Databases

Set up Redis caching

4 min readUpdated April 2026

StackBlaze managed Redis runs as a Kubernetes Deployment with a stable ClusterIP Service providing the internal hostname redis.internal:6379. Because it runs inside your project namespace, connections never leave the cluster, latency is typically under 1 ms.

Redis is useful for two broad categories: caching (session data, query results, rate-limit counters) and job queues (background workers consuming tasks via a list or sorted set).

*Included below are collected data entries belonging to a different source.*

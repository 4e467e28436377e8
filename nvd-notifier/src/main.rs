use anyhow::{Context, Result};
use clap::Parser;
use nvd_notifier::config::parse_include;
use nvd_notifier::{ConsoleNotifier, FeedEndpoints, FetchConfig, MemoryStore, NotifierConfig, Notifier};
use std::sync::Arc;
use tracing::{error, info};

#[derive(Parser, Debug)]
#[command(
    name = "nvd-notifier",
    about = "Check the NVD recent and modified feeds and notify about new matching CVEs"
)]
struct Cli {
    /// Metadata file of the "recent" feed.
    #[arg(
        long,
        env = "NVD_RECENT_META_URL",
        default_value = "https://nvd.nist.gov/feeds/json/cve/1.0/nvdcve-1.0-recent.meta"
    )]
    recent_meta_url: String,

    /// JSON payload of the "recent" feed, plain or gzipped.
    #[arg(
        long,
        env = "NVD_RECENT_DATA_URL",
        default_value = "https://nvd.nist.gov/feeds/json/cve/1.0/nvdcve-1.0-recent.json.gz"
    )]
    recent_data_url: String,

    /// Metadata file of the "modified" feed.
    #[arg(
        long,
        env = "NVD_MODIFIED_META_URL",
        default_value = "https://nvd.nist.gov/feeds/json/cve/1.0/nvdcve-1.0-modified.meta"
    )]
    modified_meta_url: String,

    /// JSON payload of the "modified" feed.
    #[arg(
        long,
        env = "NVD_MODIFIED_DATA_URL",
        default_value = "https://nvd.nist.gov/feeds/json/cve/1.0/nvdcve-1.0-modified.json.gz"
    )]
    modified_data_url: String,

    /// vendor:product pairs to notify about. An entry matching any of them is included.
    #[arg(
        long,
        env = "NVD_INCLUDE",
        value_delimiter = ',',
        default_value = "golang:go,nodejs:node.js,nodejs:nodejs"
    )]
    include: Vec<String>,

    #[arg(long, env = "NVD_USER_AGENT", default_value = "NVD-Notifier/1.0")]
    user_agent: String,

    #[arg(long, env = "NVD_TIMEOUT_SECONDS", default_value_t = 60)]
    timeout_seconds: u64,

    #[arg(long, env = "NVD_MAX_RETRIES", default_value_t = 3)]
    max_retries: u32,

    #[arg(long, env = "NVD_RETRY_DELAY_SECONDS", default_value_t = 5)]
    retry_delay_seconds: u64,

    #[arg(long, env = "NVD_MAX_FEED_SIZE_MB", default_value_t = 128)]
    max_feed_size_mb: usize,

    /// One of trace, debug, info, warn, error.
    #[arg(long, env = "NVD_LOG_LEVEL", default_value = "info")]
    log_level: tracing::Level,
}

impl Cli {
    fn into_config(self) -> Result<NotifierConfig> {
        let include = parse_include(&self.include).context("invalid include filter")?;
        Ok(NotifierConfig {
            recent: FeedEndpoints {
                metadata_url: self.recent_meta_url,
                data_url: self.recent_data_url,
            },
            modified: FeedEndpoints {
                metadata_url: self.modified_meta_url,
                data_url: self.modified_data_url,
            },
            fetch: FetchConfig {
                user_agent: self.user_agent,
                timeout_seconds: self.timeout_seconds,
                max_retries: self.max_retries,
                retry_delay_seconds: self.retry_delay_seconds,
                max_feed_size_mb: self.max_feed_size_mb,
                ..FetchConfig::default()
            },
            include,
        })
    }
}

#[tokio::main]
async fn main() -> Result<()> {
    let cli = Cli::parse();
    tracing_subscriber::fmt().with_max_level(cli.log_level).init();

    let config = cli.into_config()?;
    let store = Arc::new(MemoryStore::new());
    let sinks: Vec<Arc<dyn Notifier>> = vec![Arc::new(ConsoleNotifier::new())];
    let checker = config
        .build_checker(store, sinks)
        .context("failed to build checker")?;

    info!("Starting NVD check with {} include filters", config.include.len());
    match checker.run().await {
        Ok(items) => {
            info!(item_count = items.len(), "complete");
            Ok(())
        }
        Err(e) => {
            error!(error = %e, "check failed");
            Err(e.into())
        }
    }
}
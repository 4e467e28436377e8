pub mod console;

pub use console::ConsoleNotifier;
use crate::checker::Checker;
use crate::filter::{self, FilterChain, VendorProductFilter};
use crate::freshness::FreshnessCheck;
use crate::sources::{Feed, NvdFeed};
use crate::state::MemoryStore;
use crate::traits::Notifier;
use crate::types::{FetchConfig, NotifierError, Result};
use crate::Fetcher;
use std::sync::Arc;
use url::Url;

/// Where one feed's metadata and payload are downloaded from.
#[derive(Debug, Clone, PartialEq, Eq)]
pub struct FeedEndpoints {
    pub metadata_url: String,
    pub data_url: String,
}

#[derive(Debug, Clone)]
pub struct NotifierConfig {
    pub recent: FeedEndpoints,
    pub modified: FeedEndpoints,
    pub fetch: FetchConfig,
    pub include: Vec<VendorProductFilter>,
}

impl Default for NotifierConfig {
    fn default() -> Self {
        let mut include = filter::golang();
        include.extend(filter::nodejs());
        Self {
            recent: Feed::Recent.default_endpoints(),
            modified: Feed::Modified.default_endpoints(),
            fetch: FetchConfig::default(),
            include,
        }
    }
}

impl NotifierConfig {
    /// Checks every setting and reports all problems at once.
    pub fn validate(&self) -> Result<()> {
        let mut errors = Vec::new();

        for (name, url) in [
            ("recent metadata URL", &self.recent.metadata_url),
            ("recent data URL", &self.recent.data_url),
            ("modified metadata URL", &self.modified.metadata_url),
            ("modified data URL", &self.modified.data_url),
        ] {
            if !is_valid_feed_url(url) {
                errors.push(format!("{} '{}' must be an http(s) URL", name, url));
            }
        }
        if self.include.is_empty() {
            errors.push("at least one include filter is required".to_string());
        }
        if self.fetch.timeout_seconds == 0 {
            errors.push("timeout must be greater than zero".to_string());
        }

        if errors.is_empty() {
            Ok(())
        } else {
            Err(NotifierError::Config(errors.join(", ")))
        }
    }

    /// Wires both NVD feeds, the given store and sinks into a [`Checker`].
    pub fn build_checker(&self, store: Arc<MemoryStore>, sinks: Vec<Arc<dyn Notifier>>) -> Result<Checker> {
        self.validate()?;

        let fetcher = Arc::new(Fetcher::new(self.fetch.clone())?);
        let recent = Arc::new(NvdFeed::new(Feed::Recent, self.recent.clone(), fetcher.clone()));
        let modified = Arc::new(NvdFeed::new(Feed::Modified, self.modified.clone(), fetcher));

        let mut builder = Checker::builder()
            .recent(FreshnessCheck::new(
                Feed::Recent.name(),
                recent.clone(),
                recent,
                store.clone(),
            ))
            .modified(FreshnessCheck::new(
                Feed::Modified.name(),
                modified.clone(),
                modified,
                store.clone(),
            ))
            .filters(FilterChain::from(self.include.clone()))
            .notification_store(store);

        for sink in sinks {
            builder = builder.notifier(sink);
        }
        builder.build()
    }
}

/// Parses a list of `vendor:product` include filters.
pub fn parse_include(pairs: &[String]) -> Result<Vec<VendorProductFilter>> {
    pairs.iter().map(|pair| VendorProductFilter::parse(pair)).collect()
}

pub fn is_valid_feed_url(url_str: &str) -> bool {
    match Url::parse(url_str) {
        Ok(url) => url.scheme() == "http" || url.scheme() == "https",
        Err(_) => false,
    }
}
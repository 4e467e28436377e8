use crate::types::{FetchConfig, NotifierError, Result};
use backoff::{backoff::Backoff, exponential::ExponentialBackoff};
use reqwest::{Client, Response};
use std::time::{Duration, Instant};
use tracing::{debug, error, info, warn};

/// HTTP client for the NVD feed files, with retries on transient failures.
pub struct Fetcher {
    client: Client,
    config: FetchConfig,
}

impl Fetcher {
    pub fn new(config: FetchConfig) -> Result<Self> {
        let client = Client::builder()
            .user_agent(&config.user_agent)
            .timeout(Duration::from_secs(config.timeout_seconds))
            .gzip(true)
            .deflate(true)
            .brotli(true)
            .redirect(reqwest::redirect::Policy::limited(config.max_redirects))
            .build()?;

        Ok(Self { client, config })
    }

    pub fn config(&self) -> &FetchConfig {
        &self.config
    }

    pub async fn fetch_text(&self, url: &str) -> Result<String> {
        let bytes = self.fetch_bytes(url).await?;
        String::from_utf8(bytes).map_err(|e| NotifierError::Parse(format!("{} is not valid UTF-8: {}", url, e)))
    }

    /// Downloads the body of `url`, retrying with exponential backoff.
    pub async fn fetch_bytes(&self, url: &str) -> Result<Vec<u8>> {
        let start_time = Instant::now();
        debug!("Fetching: {}", url);

        let mut backoff: ExponentialBackoff<backoff::SystemClock> = ExponentialBackoff {
            current_interval: Duration::from_secs(self.config.retry_delay_seconds),
            initial_interval: Duration::from_secs(self.config.retry_delay_seconds),
            max_interval: Duration::from_secs(self.config.retry_delay_seconds * 32),
            multiplier: 2.0,
            max_elapsed_time: Some(Duration::from_secs(self.config.retry_delay_seconds * 60)),
            ..Default::default()
        };

        let mut last_error = None;

        for attempt in 0..=self.config.max_retries {
            match self.fetch_once(url).await {
                Ok(body) => {
                    info!(
                        "Fetched {} ({} bytes in {}ms)",
                        url,
                        body.len(),
                        start_time.elapsed().as_millis()
                    );
                    return Ok(body);
                }
                Err(e) if !e.is_transient() => {
                    error!("Giving up on {}: {}", url, e);
                    return Err(e);
                }
                Err(e) => {
                    last_error = Some(e);
                    if attempt < self.config.max_retries {
                        if let Some(delay) = backoff.next_backoff() {
                            warn!("Attempt {} failed for {}, retrying in {:?}", attempt + 1, url, delay);
                            tokio::time::sleep(delay).await;
                            continue;
                        }
                    }
                    break;
                }
            }
        }

        error!("Failed to fetch after {} attempts: {}", self.config.max_retries + 1, url);
        Err(last_error.unwrap_or_else(|| NotifierError::Transport(format!("failed to fetch {}", url))))
    }

    async fn fetch_once(&self, url: &str) -> Result<Vec<u8>> {
        let mut response: Response = self.client.get(url).send().await?;
        let status = response.status();

        if !status.is_success() {
            return Err(NotifierError::Status {
                url: url.to_string(),
                status: status.as_u16(),
            });
        }

        let limit_mb = self.config.max_feed_size_mb;
        let limit_bytes = limit_mb.saturating_mul(1024 * 1024);
        let too_large = || NotifierError::FeedTooLarge { limit_mb };

        if let Some(content_length) = response.content_length() {
            if content_length > limit_bytes as u64 {
                return Err(too_large());
            }
        }

        // Chunked and auto-decompressed bodies carry no usable length header.
        let mut body = Vec::with_capacity(response.content_length().unwrap_or(0) as usize);
        while let Some(chunk) = response.chunk().await? {
            if body.len() + chunk.len() > limit_bytes {
                warn!("Aborting {} after {} bytes, limit is {}MB", url, body.len() + chunk.len(), limit_mb);
                return Err(too_large());
            }
            body.extend_from_slice(&chunk);
        }
        Ok(body)
    }
}
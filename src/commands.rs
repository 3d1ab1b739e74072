//! Pipeline entry points, one per command.
//!
//! Every command checks that its inputs are readable and its destinations
//! writable before doing any work, so failures name the missing
//! precondition instead of surfacing halfway through a run.

use std::fs;
use std::io::Write;
use std::path::{Path, PathBuf};

use crate::converter::{source_date_epoch, FontConverter, FontFormat};
use crate::coverage::{self, CoverageReport};
use crate::error::{self, Error, Result};
use crate::metadata::FontMetadata;
use crate::output;
use crate::parser::read_svg_font;
use crate::registry::Registry;
use crate::subset::subset_to_css;

/// Locations of a font's source files: `<source>/<Font>/<Font>.svg` and
/// `<source>/<Font>/<font>_metadata.json`.
#[derive(Debug, Clone)]
pub struct FontSource {
    pub name: String,
    pub dir: PathBuf,
}

impl FontSource {
    pub fn new(source_dir: &Path, name: &str) -> Self {
        FontSource {
            name: name.to_string(),
            dir: source_dir.join(name),
        }
    }

    pub fn svg(&self) -> PathBuf {
        self.dir.join(format!("{}.svg", self.name))
    }

    pub fn metadata(&self) -> PathBuf {
        self.dir
            .join(format!("{}_metadata.json", self.name.to_lowercase()))
    }

    /// Where `--keep-intermediates` leaves the subset fonts.
    pub fn intermediates(&self) -> PathBuf {
        self.dir.join("tmp")
    }
}

// ═══════════════════════════════════════════════════════════════════════
// Commands
// ═══════════════════════════════════════════════════════════════════════

/// Write `smufl.h` for the glyphs listed in `supported` into `header_dir`.
pub fn generate_header(supported: &Path, header_dir: &Path) -> Result<PathBuf> {
    require_file(supported)?;
    require_writable_dir(header_dir)?;

    log::debug!("SMuFL header will be stored in {}", header_dir.display());
    let registry = Registry::load(supported)?;
    let path = output::write_header(&registry, header_dir)?;
    log::debug!("Finished writing SMuFL header");
    Ok(path)
}

/// Write one symbol file per supported glyph into `<data>/<Font>/` and the
/// bounding-box index `<data>/<Font>.xml`.
pub fn extract_glyphs(font: &FontSource, supported: &Path, data_dir: &Path) -> Result<()> {
    log::debug!("Extracting fonts for {} from {}", font.name, font.dir.display());
    require_dir(&font.dir)?;
    require_file(&font.metadata())?;
    require_file(&font.svg())?;
    require_file(supported)?;
    require_writable_dir(data_dir)?;

    let glyph_dir = data_dir.join(&font.name);
    if !glyph_dir.is_dir() {
        log::debug!("Creating {}", glyph_dir.display());
        fs::create_dir_all(&glyph_dir).map_err(|e| Error::io(&glyph_dir, e))?;
    }

    let svg = read_svg_font(&font.svg())?;
    log::debug!(
        "SVG Data extracted: Family: {}, Units: {}, H-A-X: {}, Number of glyphs: {}",
        svg.face.family,
        svg.face.units_per_em,
        svg.face.default_horiz_adv_x,
        svg.glyphs.len()
    );

    let metadata = FontMetadata::load(&font.metadata())?;
    let mut registry = Registry::load(supported)?;
    let alternates = registry.alternates(&metadata);
    registry.merge(alternates);

    let written = output::write_symbols(&svg, &registry, &glyph_dir)?;
    log::debug!("Wrote {written} glyph files");

    let index = data_dir.join(format!("{}.xml", font.name));
    output::write_bounding_boxes(&svg, &registry, &metadata, &index)
}

/// Subset the font to the supported glyphs and write `<data>/<Font>.css`
/// embedding it as WOFF2.
pub fn generate_style(
    font: &FontSource,
    supported: &Path,
    data_dir: &Path,
    converter: &dyn FontConverter,
    keep_intermediates: bool,
) -> Result<PathBuf> {
    require_file(&font.svg())?;
    require_file(supported)?;
    require_writable_dir(data_dir)?;

    let registry = Registry::load_with_alternates(supported, &font.metadata())?;
    let keep_dir = keep_intermediates.then(|| font.intermediates());
    let css = subset_to_css(&font.svg(), &font.name, &registry, converter, keep_dir.as_deref())?;

    let path = data_dir.join(format!("{}.css", font.name));
    log::debug!("Writing CSS file {}", path.display());
    error::write(&path, css)?;
    Ok(path)
}

/// Convert any font the converter reads into `<font_file dir>/<name>.<ext>`.
pub fn convert_font(
    name: &str,
    font_file: &Path,
    format: FontFormat,
    converter: &dyn FontConverter,
) -> Result<PathBuf> {
    require_file(font_file)?;

    let epoch = source_date_epoch(font_file)?;
    let dir = font_file.parent().unwrap_or_else(|| Path::new("."));
    let output = dir.join(format!("{name}.{}", format.extension()));

    converter.convert(font_file, &output, Some(epoch))?;
    Ok(output)
}

/// Print which supported glyphs the font lacks, and optionally which font
/// glyphs are not supported.
pub fn check_coverage(
    font: &FontSource,
    supported: &Path,
    show_unsupported: bool,
    out: &mut impl Write,
) -> Result<CoverageReport> {
    require_file(&font.svg())?;
    require_file(supported)?;

    let registry = Registry::load_with_alternates(supported, &font.metadata())?;
    let svg = read_svg_font(&font.svg())?;
    let report = coverage::check_coverage(&registry, &svg);

    for line in report.lines(&font.name, show_unsupported) {
        writeln!(out, "{line}").map_err(|e| Error::io(Path::new("<stdout>"), e))?;
    }
    Ok(report)
}

// ─── Preconditions ───────────────────────────────────────────────────

fn require_file(path: &Path) -> Result<()> {
    if !path.is_file() {
        return Err(Error::NotFound {
            path: path.to_path_buf(),
        });
    }
    fs::File::open(path)
        .map(|_| ())
        .map_err(|e| Error::read(path, e))
}

fn require_dir(path: &Path) -> Result<()> {
    if !path.is_dir() {
        return Err(Error::NotFound {
            path: path.to_path_buf(),
        });
    }
    fs::read_dir(path)
        .map(|_| ())
        .map_err(|e| Error::read(path, e))
}

/// A directory is writable if an anonymous file can be created in it.
fn require_writable_dir(path: &Path) -> Result<()> {
    if !path.is_dir() {
        return Err(Error::Unwritable {
            path: path.to_path_buf(),
        });
    }
    tempfile::tempfile_in(path)
        .map(|_| ())
        .map_err(|_| Error::Unwritable {
            path: path.to_path_buf(),
        })
}
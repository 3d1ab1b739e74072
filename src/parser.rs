//! SVG font parser — reads the font-face attributes and glyph list of an
//! SVG font file into the [`SvgFont`] data model.

use std::path::Path;

use roxmltree::{Document, Node};

use crate::error::{self, Error, Result};
use crate::model::*;

/// SVG namespace all font elements live in.
pub const SVG_NS: &str = "http://www.w3.org/2000/svg";

/// Parse an SVG font file.
pub fn read_svg_font(path: &Path) -> Result<SvgFont> {
    let xml = error::read_to_string(path)?;
    let doc = parse_document(&xml, path)?;
    parse_svg_font(&doc, path)
}

/// Parse SVG font markup. `path` is only used in error messages.
pub fn parse_svg_font(doc: &Document, path: &Path) -> Result<SvgFont> {
    let font = find_font_element(doc)
        .ok_or_else(|| Error::malformed(path, "could not find a font definition"))?;

    let faces: Vec<Node> = doc
        .descendants()
        .filter(|n| n.has_tag_name((SVG_NS, "font-face")))
        .collect();
    if faces.len() != 1 {
        return Err(Error::malformed(
            path,
            format!(
                "expected a unique font-face element, found {}; check that the svg has the {SVG_NS} namespace",
                faces.len()
            ),
        ));
    }

    let family = non_empty_attr(&faces[0], "font-family");
    let units_per_em = non_empty_attr(&faces[0], "units-per-em");
    let (Some(family), Some(units_per_em)) = (family, units_per_em) else {
        return Err(Error::malformed(
            path,
            "could not find a font family or units-per-em definition",
        ));
    };

    let face = FontFace {
        family: family.to_string(),
        units_per_em: units_per_em.to_string(),
        default_horiz_adv_x: font.attribute("horiz-adv-x").unwrap_or("0").to_string(),
    };

    let glyphs = doc
        .descendants()
        .filter(|n| n.has_tag_name((SVG_NS, "glyph")))
        .map(|n| parse_glyph(&n))
        .collect();

    Ok(SvgFont { face, glyphs })
}

/// Parse markup that may carry a DOCTYPE, as SVG fonts exported by
/// FontForge do.
pub(crate) fn parse_document<'a>(xml: &'a str, path: &Path) -> Result<Document<'a>> {
    let options = roxmltree::ParsingOptions {
        allow_dtd: true,
        ..Default::default()
    };
    Document::parse_with_options(xml, options).map_err(|source| Error::Xml {
        path: path.to_path_buf(),
        source,
    })
}

/// The `<font>` element directly under the root's `<defs>`.
pub(crate) fn find_font_element<'a, 'input>(doc: &'a Document<'input>) -> Option<Node<'a, 'input>> {
    doc.root_element()
        .children()
        .filter(|n| n.has_tag_name((SVG_NS, "defs")))
        .flat_map(|defs| defs.children())
        .find(|n| n.has_tag_name((SVG_NS, "font")))
}

// ─── Glyphs ──────────────────────────────────────────────────────────

fn parse_glyph(node: &Node) -> FontGlyph {
    FontGlyph {
        name: non_empty_attr(node, "glyph-name").map(String::from),
        path: node.attribute("d").map(String::from),
        horiz_adv_x: node.attribute("horiz-adv-x").map(String::from),
    }
}

fn non_empty_attr<'a>(node: &Node<'a, '_>, name: &str) -> Option<&'a str> {
    node.attribute(name).filter(|v| !v.is_empty())
}
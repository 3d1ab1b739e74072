//! Generated files — the C++ header, per-glyph symbols, the bounding-box
//! index and the CSS font-face declaration.
//!
//! Each module keeps formatting (`render_*`, pure) apart from writing
//! (`write_*`, I/O only).

mod xml_builder;

pub mod bounding_boxes;
pub mod css;
pub mod header;
pub mod symbols;

pub(crate) use xml_builder::{escape_text, XML_DECLARATION};

pub use bounding_boxes::{render_bounding_boxes, write_bounding_boxes};
pub use css::{render_font_face, subset_license};
pub use header::{render_header, write_header, HEADER_FILE_NAME};
pub use symbols::{render_symbol, write_symbols, SYMBOL_EXTENSION};
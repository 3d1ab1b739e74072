//! External font conversion.
//!
//! Conversions are delegated to FontForge through the [`FontConverter`]
//! trait so that the pipeline can be driven by a test double.

use std::io::Write;
use std::path::{Path, PathBuf};
use std::process::{Command, Stdio};
use std::time::UNIX_EPOCH;

use crate::error::{Error, Result};

/// Output formats the converter is asked for.
#[derive(Debug, Clone, Copy, PartialEq, Eq)]
pub enum FontFormat {
    Svg,
    Woff2,
}

impl FontFormat {
    pub fn extension(self) -> &'static str {
        match self {
            FontFormat::Svg => "svg",
            FontFormat::Woff2 => "woff2",
        }
    }
}

/// Converts a font file into another format.
pub trait FontConverter {
    /// Convert `input` into `output`; the format follows the output file
    /// extension. `source_date_epoch` seeds timestamps embedded in the
    /// output so identical input gives identical bytes.
    fn convert(&self, input: &Path, output: &Path, source_date_epoch: Option<u64>) -> Result<()>;
}

/// Modification time of a file in whole seconds since the Unix epoch.
pub fn source_date_epoch(path: &Path) -> Result<u64> {
    let modified = std::fs::metadata(path)
        .and_then(|m| m.modified())
        .map_err(|e| Error::read(path, e))?;
    Ok(modified
        .duration_since(UNIX_EPOCH)
        .map(|d| d.as_secs())
        .unwrap_or(0))
}

// ═══════════════════════════════════════════════════════════════════════
// FontForge
// ═══════════════════════════════════════════════════════════════════════

const FONTFORGE: &str = "fontforge";

/// A located, executable FontForge binary.
#[derive(Debug, Clone)]
pub struct FontForge {
    path: PathBuf,
}

impl FontForge {
    /// Use `explicit` when given, otherwise search `PATH`.
    pub fn locate(explicit: Option<&Path>) -> Result<Self> {
        let path = match explicit {
            Some(p) => p.to_path_buf(),
            None => find_on_path(FONTFORGE).ok_or_else(|| Error::ToolUnavailable {
                tool: FONTFORGE.to_string(),
                reason: "could not find fontforge on the PATH; it is required for this operation"
                    .to_string(),
            })?,
        };

        if !is_executable(&path) {
            return Err(Error::ToolUnavailable {
                tool: FONTFORGE.to_string(),
                reason: format!("{} does not point to an executable", path.display()),
            });
        }

        log::debug!("Found fontforge at {}", path.display());
        Ok(FontForge { path })
    }

    pub fn path(&self) -> &Path {
        &self.path
    }

    fn script(input: &Path, output: &Path) -> String {
        format!(
            "import os; fontforge.open(\"{}\").generate(\"{}\")",
            python_escape(input),
            python_escape(output)
        )
    }
}

impl FontConverter for FontForge {
    fn convert(&self, input: &Path, output: &Path, source_date_epoch: Option<u64>) -> Result<()> {
        let script = Self::script(input, output);
        log::debug!("Fontforge script: {script}");

        let mut command = Command::new(&self.path);
        command
            .args(["-lang=py", "-"])
            .stdin(Stdio::piped())
            .stdout(Stdio::piped())
            .stderr(Stdio::piped());
        if let Some(epoch) = source_date_epoch {
            command.env("SOURCE_DATE_EPOCH", epoch.to_string());
        }
        let command_line = format!("{} -lang=py -", self.path.display());

        let mut child = command.spawn().map_err(|e| Error::ToolUnavailable {
            tool: FONTFORGE.to_string(),
            reason: format!("could not start {}: {e}", self.path.display()),
        })?;

        if let Some(mut stdin) = child.stdin.take() {
            // A converter that exits early closes its end of the pipe.
            if let Err(e) = stdin.write_all(script.as_bytes()) {
                if e.kind() != std::io::ErrorKind::BrokenPipe {
                    return Err(Error::io(&self.path, e));
                }
            }
        }

        let result = child
            .wait_with_output()
            .map_err(|e| Error::io(&self.path, e))?;
        if !result.status.success() {
            let mut output = String::from_utf8_lossy(&result.stdout).into_owned();
            output.push_str(&String::from_utf8_lossy(&result.stderr));
            return Err(Error::ToolFailure {
                command: command_line,
                code: result.status.code(),
                output,
            });
        }

        log::debug!("Converted {} to {}", input.display(), output.display());
        Ok(())
    }
}

fn python_escape(path: &Path) -> String {
    path.to_string_lossy()
        .replace('\\', "\\\\")
        .replace('"', "\\\"")
}

fn find_on_path(name: &str) -> Option<PathBuf> {
    let paths = std::env::var_os("PATH")?;
    std::env::split_paths(&paths)
        .flat_map(|dir| candidates(&dir, name))
        .find(|p| is_executable(p))
}

fn candidates(dir: &Path, name: &str) -> Vec<PathBuf> {
    let mut found = vec![dir.join(name)];
    if cfg!(windows) {
        found.push(dir.join(name).with_extension("exe"));
    }
    found
}

#[cfg(unix)]
fn is_executable(path: &Path) -> bool {
    use std::os::unix::fs::PermissionsExt;
    std::fs::metadata(path)
        .map(|m| m.is_file() && m.permissions().mode() & 0o111 != 0)
        .unwrap_or(false)
}

#[cfg(not(unix))]
fn is_executable(path: &Path) -> bool {
    path.is_file() && path.extension() == Some(std::ffi::OsStr::new("exe"))
}

#[cfg(test)]
mod tests {
    use super::*;

    #[test]
    fn script_quotes_paths() {
        let script = FontForge::script(Path::new("/fonts/My \"Font\".svg"), Path::new("/out/a.woff2"));
        assert_eq!(
            script,
            r#"import os; fontforge.open("/fonts/My \"Font\".svg").generate("/out/a.woff2")"#
        );
    }

    #[test]
    fn explicit_path_must_exist() {
        let err = FontForge::locate(Some(Path::new("/nonexistent/fontforge"))).unwrap_err();
        assert!(matches!(err, Error::ToolUnavailable { .. }));
    }

    #[cfg(unix)]
    #[test]
    fn explicit_path_must_be_executable() {
        let dir = tempfile::tempdir().unwrap();
        let fake = dir.path().join("fontforge");
        std::fs::write(&fake, "#!/bin/sh\n").unwrap();
        let err = FontForge::locate(Some(&fake)).unwrap_err();
        assert!(err.to_string().contains("does not point to an executable"));
    }

    #[cfg(unix)]
    fn fake_fontforge(dir: &Path, body: &str) -> FontForge {
        use std::os::unix::fs::PermissionsExt;
        let path = dir.join("fontforge");
        std::fs::write(&path, format!("#!/bin/sh\ncat >/dev/null\n{body}\n")).unwrap();
        std::fs::set_permissions(&path, std::fs::Permissions::from_mode(0o755)).unwrap();
        FontForge::locate(Some(&path)).unwrap()
    }

    #[cfg(unix)]
    #[test]
    fn non_zero_exit_is_tool_failure() {
        let dir = tempfile::tempdir().unwrap();
        let ff = fake_fontforge(dir.path(), "echo boom >&2\nexit 3");
        let err = ff
            .convert(Path::new("in.svg"), Path::new("out.woff2"), None)
            .unwrap_err();
        match err {
            Error::ToolFailure { code, output, command } => {
                assert_eq!(code, Some(3));
                assert!(output.contains("boom"));
                assert!(command.ends_with("-lang=py -"));
            }
            other => panic!("unexpected error: {other}"),
        }
    }

    #[cfg(unix)]
    #[test]
    fn seed_is_passed_as_source_date_epoch() {
        let dir = tempfile::tempdir().unwrap();
        let ff = fake_fontforge(dir.path(), "echo \"$SOURCE_DATE_EPOCH\" > \"$(dirname \"$0\")/epoch\"");
        ff.convert(Path::new("in.svg"), Path::new("out.woff2"), Some(1_700_000_000))
            .unwrap();
        let epoch = std::fs::read_to_string(dir.path().join("epoch")).unwrap();
        assert_eq!(epoch.trim(), "1700000000");
    }

    #[test]
    fn format_extensions() {
        assert_eq!(FontFormat::Svg.extension(), "svg");
        assert_eq!(FontFormat::Woff2.extension(), "woff2");
    }
}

Both patterns are shown below.

Architecture

TCP:6379sessionsjob queue
App Service

REDIS_URL

injected as secret

Redis 7

redis.internal:6379

Deployment

Session Store

connect-redis

TTL-keyed hashes

Job Queue

BullMQ

sorted sets

Auto-injected connection string

.env (injected)

REDIS_URL=redis://redis.internal:6379

Session middleware (Express + connect-redis)

session.ts

import session from 'express-session'

import { createClient } from 'redis'

import { RedisStore } from 'connect-redis'

 

const redisClient = createClient({

url: process.env.REDIS_URL,

})

await redisClient.connect()

 

app.use(session({

store: new RedisStore({ client: redisClient }),

secret: process.env.SESSION_SECRET,

resave: false,

saveUninitialized: false,

cookie: { secure: true, maxAge: 86400000 }

}))

BullMQ job queue setup

queue.ts

import { Queue, Worker } from 'bullmq'

 

// Producer, enqueue a job from your web service

const emailQueue = new Queue('emails', {

connection: { url: process.env.REDIS_URL }

})

await emailQueue.add('welcome', { to: 'user@example.com' })

 

// Consumer, your Worker service processes jobs

const worker = new Worker('emails', async job => {

await sendEmail(job.data.to)

}, { connection: { url: process.env.REDIS_URL } })

Under the hood

  • Kubernetes Deployment: Redis runs as a regular Deployment (not StatefulSet) since it can be reconstructed from a persistent volume or warm-started. One replica by default.
  • ClusterIP Service: provides the stable redis.internal DNS entry. Traffic never leaves your namespace.
  • In-memory by default: data is lost if the Redis pod restarts unless you enable AOF (append-only file) persistence in the service configuration. For session data with short TTLs this is usually acceptable. For job queues, enable AOF.
  • Memory limit: set a maxmemory policy (e.g. allkeys-lru) in the Redis config to evict stale cache keys automatically when the limit is reached.

Step by step

01

Add a Redis instance

In the dashboard click "New service" → "Database" → "Redis". Choose a version (7.x) and memory limit. StackBlaze provisions a Kubernetes Deployment (Redis is stateless enough not to need a StatefulSet for most use cases) and a ClusterIP Service.

02

Attach to a service

Open your web service or worker, go to "Environment", click "Attach database" and select the Redis instance. REDIS_URL is injected as a secret automatically: redis://redis.internal:6379. No password unless you enable AUTH in the Redis config.

03

Use REDIS_URL in your application

Read REDIS_URL from process.env (Node.js) or os.environ (Python). Every major Redis client, ioredis, node-redis, redis-py, Jedis, accepts a URL string directly. No manual hostname configuration needed.

04

Implement caching or queues

Use Redis for session storage, rate limiting, caching expensive queries, or job queues with BullMQ. The connection stays within the Kubernetes cluster so latency is sub-millisecond. Redis is not persisted by default, for persistence enable AOF or RDB snapshots in the service config.